[Records excerpted from a collection]
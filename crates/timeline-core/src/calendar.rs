use std::sync::OnceLock;

use chrono::{
  DateTime,
  Datelike,
  Months,
  NaiveDate,
  TimeDelta,
  Utc,
  Weekday
};
use regex::Regex;

/// Raised when a date string is not a
/// real `YYYY-MM-DD` calendar date.
#[derive(
  Debug,
  Clone,
  PartialEq,
  Eq,
  thiserror::Error
)]
pub enum FormatError {
  #[error(
    "expected a YYYY-MM-DD date, got \
     {input:?}"
  )]
  Pattern { input: String },
  #[error(
    "{input:?} is not a valid \
     calendar date"
  )]
  OutOfRange { input: String }
}

fn iso_date_pattern()
-> Option<&'static Regex> {
  static PATTERN: OnceLock<
    Option<Regex>
  > = OnceLock::new();
  PATTERN
    .get_or_init(|| {
      Regex::new(
        r"^(?P<year>\d{4})-(?P<month>\d{2})-(?P<day>\d{2})$"
      )
      .ok()
    })
    .as_ref()
}

#[tracing::instrument(level = "trace")]
pub fn parse_iso_date(
  input: &str
) -> Result<NaiveDate, FormatError> {
  let pattern_err = || {
    FormatError::Pattern {
      input: input.to_string()
    }
  };
  let range_err = || {
    FormatError::OutOfRange {
      input: input.to_string()
    }
  };

  let caps = iso_date_pattern()
    .and_then(|re| re.captures(input))
    .ok_or_else(pattern_err)?;

  let year: i32 = caps["year"]
    .parse()
    .map_err(|_| pattern_err())?;
  let month: u32 = caps["month"]
    .parse()
    .map_err(|_| pattern_err())?;
  let day: u32 = caps["day"]
    .parse()
    .map_err(|_| pattern_err())?;

  NaiveDate::from_ymd_opt(
    year, month, day
  )
  .ok_or_else(range_err)
}

#[must_use]
pub fn format_iso_date(
  date: NaiveDate
) -> String {
  format!(
    "{:04}-{:02}-{:02}",
    date.year(),
    date.month(),
    date.day()
  )
}

/// Day-granular UTC "today" for an
/// instant.
#[must_use]
pub fn today_utc(
  now: DateTime<Utc>
) -> NaiveDate {
  now.date_naive()
}

#[must_use]
pub fn add_days(
  date: NaiveDate,
  days: i64
) -> NaiveDate {
  TimeDelta::try_days(days)
    .and_then(|delta| {
      date.checked_add_signed(delta)
    })
    .unwrap_or(date)
}

/// Calendar-month step. The day is
/// clamped to the target month's
/// length.
#[must_use]
pub fn add_months(
  date: NaiveDate,
  months: u32
) -> NaiveDate {
  date
    .checked_add_months(Months::new(
      months
    ))
    .unwrap_or(date)
}

#[must_use]
pub fn days_between(
  date: NaiveDate,
  start: NaiveDate
) -> i64 {
  date
    .signed_duration_since(start)
    .num_days()
}

/// Monday of the week containing
/// `date`, independent of locale.
#[must_use]
pub fn start_of_iso_week(
  date: NaiveDate
) -> NaiveDate {
  let dow = date
    .weekday()
    .num_days_from_sunday()
    as i64;
  let days_from_monday = (dow + 6) % 7;
  add_days(date, -days_from_monday)
}

#[must_use]
pub fn start_of_month(
  date: NaiveDate
) -> NaiveDate {
  date.with_day(1).unwrap_or(date)
}

#[must_use]
pub fn start_of_quarter(
  date: NaiveDate
) -> NaiveDate {
  let quarter_month =
    ((date.month() - 1) / 3) * 3 + 1;
  NaiveDate::from_ymd_opt(
    date.year(),
    quarter_month,
    1
  )
  .unwrap_or(date)
}

/// 1-based quarter index of the
/// month.
#[must_use]
pub fn quarter_of(
  date: NaiveDate
) -> u32 {
  (date.month() - 1) / 3 + 1
}

/// ISO 8601 week number. Dates near
/// a year boundary may belong to a
/// week of the neighbouring year;
/// see [`iso_week_year`].
#[must_use]
pub fn iso_week_number(
  date: NaiveDate
) -> u32 {
  date.iso_week().week()
}

/// Year of the Thursday that decides
/// the week's numbering.
#[must_use]
pub fn iso_week_year(
  date: NaiveDate
) -> i32 {
  date.iso_week().year()
}

#[must_use]
pub fn is_weekend(
  date: NaiveDate
) -> bool {
  matches!(
    date.weekday(),
    Weekday::Sat | Weekday::Sun
  )
}

#[cfg(test)]
mod tests {
  use chrono::{
    NaiveDate,
    TimeZone,
    Utc
  };

  use super::{
    FormatError,
    add_days,
    add_months,
    days_between,
    format_iso_date,
    iso_week_number,
    iso_week_year,
    parse_iso_date,
    start_of_iso_week,
    start_of_month,
    start_of_quarter,
    today_utc
  };

  fn ymd(
    y: i32,
    m: u32,
    d: u32
  ) -> NaiveDate {
    NaiveDate::from_ymd_opt(y, m, d)
      .expect("valid date")
  }

  #[test]
  fn parses_and_formats_iso_dates() {
    let date =
      parse_iso_date("2024-02-29")
        .expect("leap day");
    assert_eq!(date, ymd(2024, 2, 29));
    assert_eq!(
      format_iso_date(ymd(2024, 3, 5)),
      "2024-03-05"
    );
    assert_eq!(
      parse_iso_date(&format_iso_date(
        ymd(1999, 12, 31)
      )),
      Ok(ymd(1999, 12, 31))
    );
  }

  #[test]
  fn every_day_round_trips_through_text()
  {
    // 1999-12-01 .. 2005-03-01 crosses
    // 2000-02-29 and 2004-02-29.
    let mut day = ymd(1999, 12, 1);
    let end = ymd(2005, 3, 1);
    let mut seen = 0;
    while day <= end {
      assert_eq!(
        parse_iso_date(&format_iso_date(
          day
        )),
        Ok(day)
      );
      day = add_days(day, 1);
      seen += 1;
    }
    assert_eq!(
      seen,
      days_between(end, ymd(1999, 12, 1))
        + 1
    );
  }

  #[test]
  fn add_days_out_of_range_keeps_date() {
    let date = ymd(2024, 1, 1);
    assert_eq!(
      add_days(date, i64::MAX),
      date
    );
    assert_eq!(
      add_days(date, i64::MIN),
      date
    );
    assert_eq!(
      add_days(date, 366),
      ymd(2025, 1, 1)
    );
  }

  #[test]
  fn rejects_malformed_and_impossible_dates()
  {
    assert!(matches!(
      parse_iso_date("2024-2-05"),
      Err(FormatError::Pattern { .. })
    ));
    assert!(matches!(
      parse_iso_date(" 2024-02-05"),
      Err(FormatError::Pattern { .. })
    ));
    assert!(matches!(
      parse_iso_date(
        "2024-02-05T00:00"
      ),
      Err(FormatError::Pattern { .. })
    ));
    assert!(matches!(
      parse_iso_date("2023-02-29"),
      Err(
        FormatError::OutOfRange { .. }
      )
    ));
    assert!(matches!(
      parse_iso_date("2023-13-01"),
      Err(
        FormatError::OutOfRange { .. }
      )
    ));
  }

  #[test]
  fn week_starts_on_monday() {
    // 2024-03-10 is a Sunday.
    assert_eq!(
      start_of_iso_week(ymd(
        2024, 3, 10
      )),
      ymd(2024, 3, 4)
    );
    assert_eq!(
      start_of_iso_week(ymd(
        2024, 3, 4
      )),
      ymd(2024, 3, 4)
    );
    assert_eq!(
      start_of_iso_week(ymd(
        2024, 1, 3
      )),
      ymd(2024, 1, 1)
    );
    assert_eq!(
      start_of_iso_week(ymd(
        2021, 1, 1
      )),
      ymd(2020, 12, 28)
    );
  }

  #[test]
  fn month_and_quarter_anchors() {
    assert_eq!(
      start_of_month(ymd(2023, 11, 15)),
      ymd(2023, 11, 1)
    );
    assert_eq!(
      start_of_quarter(ymd(
        2023, 11, 15
      )),
      ymd(2023, 10, 1)
    );
    assert_eq!(
      start_of_quarter(ymd(2024, 3, 31)),
      ymd(2024, 1, 1)
    );
    assert_eq!(
      start_of_quarter(ymd(2024, 4, 1)),
      ymd(2024, 4, 1)
    );
  }

  #[test]
  fn month_steps_roll_over_years() {
    assert_eq!(
      add_months(ymd(2023, 12, 1), 1),
      ymd(2024, 1, 1)
    );
    assert_eq!(
      add_months(ymd(2023, 11, 1), 3),
      ymd(2024, 2, 1)
    );
    assert_eq!(
      add_months(ymd(2024, 1, 31), 1),
      ymd(2024, 2, 29)
    );
  }

  #[test]
  fn iso_week_numbers_follow_thursday_rule()
  {
    assert_eq!(
      iso_week_number(ymd(2024, 1, 1)),
      1
    );
    assert_eq!(
      iso_week_number(ymd(2023, 1, 1)),
      52
    );
    assert_eq!(
      iso_week_year(ymd(2023, 1, 1)),
      2022
    );
    assert_eq!(
      iso_week_number(ymd(2015, 1, 1)),
      1
    );
    assert_eq!(
      iso_week_number(ymd(2020, 12, 31)),
      53
    );
    assert_eq!(
      iso_week_number(ymd(2024, 12, 30)),
      1
    );
    assert_eq!(
      iso_week_year(ymd(2024, 12, 30)),
      2025
    );
  }

  #[test]
  fn today_truncates_time_of_day() {
    let now = Utc
      .with_ymd_and_hms(
        2026, 2, 17, 23, 59, 59
      )
      .single()
      .expect("valid now");
    assert_eq!(
      today_utc(now),
      ymd(2026, 2, 17)
    );
  }
}

pub mod iso_date_serde {
  use chrono::NaiveDate;
  use serde::{
    Deserialize,
    Deserializer,
    Serializer
  };

  pub fn serialize<S>(
    date: &NaiveDate,
    serializer: S
  ) -> Result<S::Ok, S::Error>
  where
    S: Serializer
  {
    serializer.serialize_str(
      &super::format_iso_date(*date)
    )
  }

  pub fn deserialize<'de, D>(
    deserializer: D
  ) -> Result<NaiveDate, D::Error>
  where
    D: Deserializer<'de>
  {
    let raw = String::deserialize(
      deserializer
    )?;
    super::parse_iso_date(&raw)
      .map_err(serde::de::Error::custom)
  }
}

**Your assignment**
Once the line containing "fn iso_date_pattern()" has been written out, please stop; every line before it, back to the first line of the records above, should be given exactly.

**The completed task**
filename crates/timeline-core/src/calendar.rs
use std::sync::OnceLock;

use chrono::{
  DateTime,
  Datelike,
  Months,
  NaiveDate,
  TimeDelta,
  Utc,
  Weekday
};
use regex::Regex;

/// Raised when a date string is not a
/// real `YYYY-MM-DD` calendar date.
#[derive(
  Debug,
  Clone,
  PartialEq,
  Eq,
  thiserror::Error
)]
pub enum FormatError {
  #[error(
    "expected a YYYY-MM-DD date, got \
     {input:?}"
  )]
  Pattern { input: String },
  #[error(
    "{input:?} is not a valid \
     calendar date"
  )]
  OutOfRange { input: String }
}

fn iso_date_pattern()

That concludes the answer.